Exercise: Look below for the lines from the one with "pub fn inactive_end()" to the one with "pub fn premium()", and copy exactly those lines, both ends included.

Dataset records:

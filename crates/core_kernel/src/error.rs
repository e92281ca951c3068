//! Core error types used across the system

use thiserror::Error;

/// Errors raised while assembling the system from its settings
#[derive(Debug, Error)]
pub enum CoreError {
    #[error("Configuration error: {0}")]
    Configuration(String),
}

impl CoreError {
    pub fn configuration(message: impl Into<String>) -> Self {
        CoreError::Configuration(message.into())
    }
}
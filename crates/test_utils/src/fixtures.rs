//! Pre-built Test Fixtures
//!
//! Provides ready-to-use interest rates and timestamps. Values are fixed so
//! assertions can compare against literals.

use chrono::{DateTime, Duration, TimeZone, Utc};
use core_kernel::InterestRateId;
use domain_product::{InterestRate, MockInterestRateRepository, RateState};
use rust_decimal_macros::dec;

/// Fixture for temporal test data
pub struct TemporalFixtures;

impl TemporalFixtures {
    /// Standard effective start (Jan 1, 2024)
    pub fn rate_start() -> DateTime<Utc> {
        Utc.with_ymd_and_hms(2024, 1, 1, 0, 0, 0).unwrap()
    }

    /// Mid-year timestamp for containment tests
    pub fn mid_year() -> DateTime<Utc> {
        Utc.with_ymd_and_hms(2024, 6, 15, 12, 0, 0).unwrap()
    }

    /// Timestamp before every fixture rate starts
    pub fn before_start() -> DateTime<Utc> {
        Utc.with_ymd_and_hms(2023, 12, 1, 0, 0, 0).unwrap()
    }

    /// End stamped on the inactive fixture (180 days after start)
    pub fn inactive_end() -> DateTime<Utc> {
        Self::rate_start() + Duration::days(180)
    }
}

/// Fixture for interest rate records
pub struct InterestRateFixtures;

impl InterestRateFixtures {
    /// Active 3% rate with id 1
    pub fn standard() -> InterestRate {
        InterestRate {
            id: Some(InterestRateId::new(1)),
            name: Some("Standard Rate".to_string()),
            interest_rate: dec!(0.03),
            state: RateState::Active,
            start: TemporalFixtures::rate_start(),
            end: None,
        }
    }

    /// Active 5% rate with id 2
    pub fn premium() -> InterestRate {
        InterestRate {
            id: Some(InterestRateId::new(2)),
            name: Some("Premium Rate".to_string()),
            interest_rate: dec!(0.05),
            state: RateState::Active,
            start: TemporalFixtures::rate_start(),
            end: None,
        }
    }

    /// Inactive 1.5% rate with id 3, closed after 180 days
    pub fn retired() -> InterestRate {
        InterestRate {
            id: Some(InterestRateId::new(3)),
            name: Some("Retired Promo".to_string()),
            interest_rate: dec!(0.015),
            state: RateState::Inactive,
            start: TemporalFixtures::rate_start(),
            end: Some(TemporalFixtures::inactive_end()),
        }
    }

    /// Unsaved active rate without a name
    pub fn unsaved() -> InterestRate {
        InterestRate::new_active(None, dec!(0.025), TemporalFixtures::rate_start())
    }

    /// The three persisted fixtures, in id order
    pub fn catalogue() -> Vec<InterestRate> {
        vec![Self::standard(), Self::premium(), Self::retired()]
    }
}

/// Creates a mock repository seeded with [`InterestRateFixtures::catalogue`]
pub async fn seeded_repository() -> MockInterestRateRepository {
    MockInterestRateRepository::with_rates(InterestRateFixtures::catalogue()).await
}

#[cfg(test)]
mod tests {
    use super::*;

    #[test]
    fn test_fixtures_satisfy_invariants() {
        for rate in InterestRateFixtures::catalogue() {
            assert!(rate.validate().is_ok(), "fixture {:?} is invalid", rate.id);
        }
        assert!(InterestRateFixtures::unsaved().validate().is_ok());
    }

    #[tokio::test]
    async fn test_seeded_repository_keeps_ids() {
        let repository = seeded_repository().await;
        let retired = repository.stored(InterestRateId::new(3)).await.unwrap();
        assert_eq!(retired.state, RateState::Inactive);
    }
}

Response for this exercise:
    pub fn inactive_end() -> DateTime<Utc> {
        Self::rate_start() + Duration::days(180)
    }
}

/// Fixture for interest rate records
pub struct InterestRateFixtures;

impl InterestRateFixtures {
    /// Active 3% rate with id 1
    pub fn standard() -> InterestRate {
        InterestRate {
            id: Some(InterestRateId::new(1)),
            name: Some("Standard Rate".to_string()),
            interest_rate: dec!(0.03),
            state: RateState::Active,
            start: TemporalFixtures::rate_start(),
            end: None,
        }
    }

    /// Active 5% rate with id 2
    pub fn premium() -> InterestRate {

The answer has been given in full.